KV: Yes, this was a very telling moment in my life as a musician. A few years ago Paul and I were doing a large group project in Portugal and in celebration afterwards we were working very hard finishing a bottle of scotch with another musician, and the conversation became very esoteric; very long and involved. And at some point Paul looked at me very directly and said, ‘You know, we really loved this music and we had to turn our back on it and move somewhere else…and that was really difficult, a challenge, and hard to give up something that we really loved – what are you going to do?’ And even in my haze, it was like OK, it’s been thrown down…that’s the big question. It’s stuck with me ever since then, and I’ve thought about it constantly in terms of the work I do, the projects I choose and the people I work with. What am I going to possibly try to contribute? And it’s not just a question of being schooled in possibilities or studying certain things. Sooner rather than later one has to make big decisions as a musician, and Paul summed this up in two sentences; it was a powerful and tense experience.

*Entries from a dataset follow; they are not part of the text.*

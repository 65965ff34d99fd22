//! Domain models for `CorpQuery`.
//!
//! ## Submodules
//!
//! - [`record`] - Company records and the fields extracted for them
//! - [`outcome`] - Scrape outcomes (found, blocked, not found)

mod outcome;
mod record;

// Re-export everything at the models level
pub use outcome::{CaptchaOrErrorResult, ScrapeOutcome};
pub use record::{CompanyRecord, RecordField, UNKNOWN};

#[cfg(test)]
mod serde_tests;
//! Search response classification.
//!
//! Decides whether a search page is a challenge wall, an empty answer or
//! usable content before any extraction runs.

use regex::Regex;
use std::sync::LazyLock;
use url::Url;

use crate::descriptor::{CaptchaKind, SiteProfile};

/// Default pattern for a captcha image inside a challenge page.
pub static DEFAULT_CAPTCHA_IMAGE_RE: LazyLock<Regex> = LazyLock::new(|| {
    Regex::new(r#"(?i)<img[^>]+src=["']([^"']*(?:captcha|verify|validate)[^"']*)["']"#)
        .expect("Invalid regex")
});

/// What a search page turned out to be.
#[derive(Debug, Clone, PartialEq, Eq)]
pub enum Classification {
    /// An anti-automation challenge.
    Captcha {
        /// Which marker fired.
        kind: CaptchaKind,
        /// Absolute captcha image URL, when the page shows one.
        image: Option<String>,
    },
    /// The site answered, but with nothing usable.
    Empty(String),
    /// Looks like a real result page.
    Content,
}

/// Finds the first challenge marker in `body`.
pub fn detect_captcha(profile: &SiteProfile, body: &str) -> Option<CaptchaKind> {
    let lowered = body.to_lowercase();
    profile
        .captcha_markers
        .iter()
        .find(|m| lowered.contains(&m.needle.to_lowercase()))
        .map(|m| m.kind)
}

/// Pulls the captcha image URL out of a challenge page.
pub fn captcha_image(profile: &SiteProfile, base: &Url, body: &str) -> Option<String> {
    let src = profile.captcha_image.captures(body)?.get(1)?.as_str();
    let src = src.replace("&amp;", "&");
    base.join(&src).ok().map(String::from)
}

/// Classifies a search response body.
pub fn classify(profile: &SiteProfile, base: &Url, body: &str) -> Classification {
    if let Some(kind) = detect_captcha(profile, body) {
        return Classification::Captcha {
            kind,
            image: captcha_image(profile, base, body),
        };
    }

    let lowered = body.to_lowercase();
    if let Some(marker) = profile
        .empty_markers
        .iter()
        .find(|m| lowered.contains(&m.to_lowercase()))
    {
        return Classification::Empty(format!("No company found ({marker})"));
    }

    if body.chars().count() < profile.min_body_len {
        return Classification::Empty(format!(
            "Response too short to contain company data ({} chars)",
            body.chars().count()
        ));
    }

    Classification::Content
}
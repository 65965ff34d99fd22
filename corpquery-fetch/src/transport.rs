//! Transport abstraction for outbound requests.
//!
//! Scraping only ever issues GET requests and always needs the full body,
//! so the transport reads the body eagerly and hands back a plain value.

use async_trait::async_trait;
use reqwest::StatusCode;
use reqwest::header::{COOKIE, HeaderMap, HeaderName, HeaderValue, SET_COOKIE};
use url::Url;

use crate::error::FetchError;

// ============================================================================
// Request
// ============================================================================

/// An outbound GET request.
#[derive(Debug, Clone)]
pub struct FetchRequest {
    /// Target URL.
    pub url: Url,
    /// Extra request headers.
    pub headers: HeaderMap,
}

impl FetchRequest {
    /// Creates a GET request without extra headers.
    pub fn get(url: Url) -> Self {
        Self {
            url,
            headers: HeaderMap::new(),
        }
    }

    /// Parses `url` and creates a GET request.
    pub fn parse(url: &str) -> Result<Self, FetchError> {
        Ok(Self::get(Url::parse(url)?))
    }

    /// Adds a header.
    pub fn with_header(mut self, name: HeaderName, value: &str) -> Result<Self, FetchError> {
        let value = HeaderValue::from_str(value).map_err(|e| FetchError::InvalidHeader {
            name: name.to_string(),
            reason: e.to_string(),
        })?;
        self.headers.insert(name, value);
        Ok(self)
    }

    /// Attaches a session cookie, if there is one.
    pub fn with_cookie(self, cookie: Option<&str>) -> Result<Self, FetchError> {
        match cookie {
            Some(cookie) if !cookie.is_empty() => self.with_header(COOKIE, cookie),
            _ => Ok(self),
        }
    }
}

// ============================================================================
// Response
// ============================================================================

/// A fully-read response.
#[derive(Debug, Clone)]
pub struct FetchResponse {
    /// Response status.
    pub status: StatusCode,
    /// Response headers.
    pub headers: HeaderMap,
    /// Response body as text.
    pub body: String,
}

impl FetchResponse {
    /// Creates a response with no headers.
    pub fn new(status: StatusCode, body: impl Into<String>) -> Self {
        Self {
            status,
            headers: HeaderMap::new(),
            body: body.into(),
        }
    }

    /// Appends a header. Invalid values are dropped.
    #[must_use]
    pub fn with_header(mut self, name: HeaderName, value: &str) -> Self {
        if let Ok(value) = HeaderValue::from_str(value) {
            self.headers.append(name, value);
        }
        self
    }

    /// Returns true for 2xx and 3xx statuses.
    pub fn is_ok(&self) -> bool {
        self.status.is_success() || self.status.is_redirection()
    }

    /// Folds all `Set-Cookie` headers into one `Cookie` request value.
    ///
    /// Only the `name=value` pair of each cookie is kept; attributes such as
    /// `Path` or `HttpOnly` are dropped.
    pub fn cookie_header(&self) -> Option<String> {
        let pairs: Vec<&str> = self
            .headers
            .get_all(SET_COOKIE)
            .iter()
            .filter_map(|v| v.to_str().ok())
            .filter_map(|v| v.split(';').next())
            .map(str::trim)
            .filter(|pair| pair.contains('='))
            .collect();

        if pairs.is_empty() {
            None
        } else {
            Some(pairs.join("; "))
        }
    }
}

// ============================================================================
// Transport Trait
// ============================================================================

/// Sends a single request, without retrying.
///
/// Retrying lives in [`crate::retry::fetch_with_retry`] so that every
/// transport gets identical retry semantics.
#[async_trait]
pub trait Transport: Send + Sync {
    /// Sends the request and reads the full body.
    ///
    /// Non-ok statuses are returned as responses, not errors.
    async fn send(&self, request: &FetchRequest) -> Result<FetchResponse, FetchError>;
}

DR: Thinking about tradition and freedom, and following up on that, I remember a concert at the Vortex here in London with your trio, and here you presented what might be seen by some as a very conventional format. In that the pieces had a ‘head’ and a set of solos and back again – classic ABA form in a sense, but you had given it a fresh perspective. Many musicians would say ‘well, you can’t go back to that’ But it seemed that you were actively exploring and relishing this re-examination…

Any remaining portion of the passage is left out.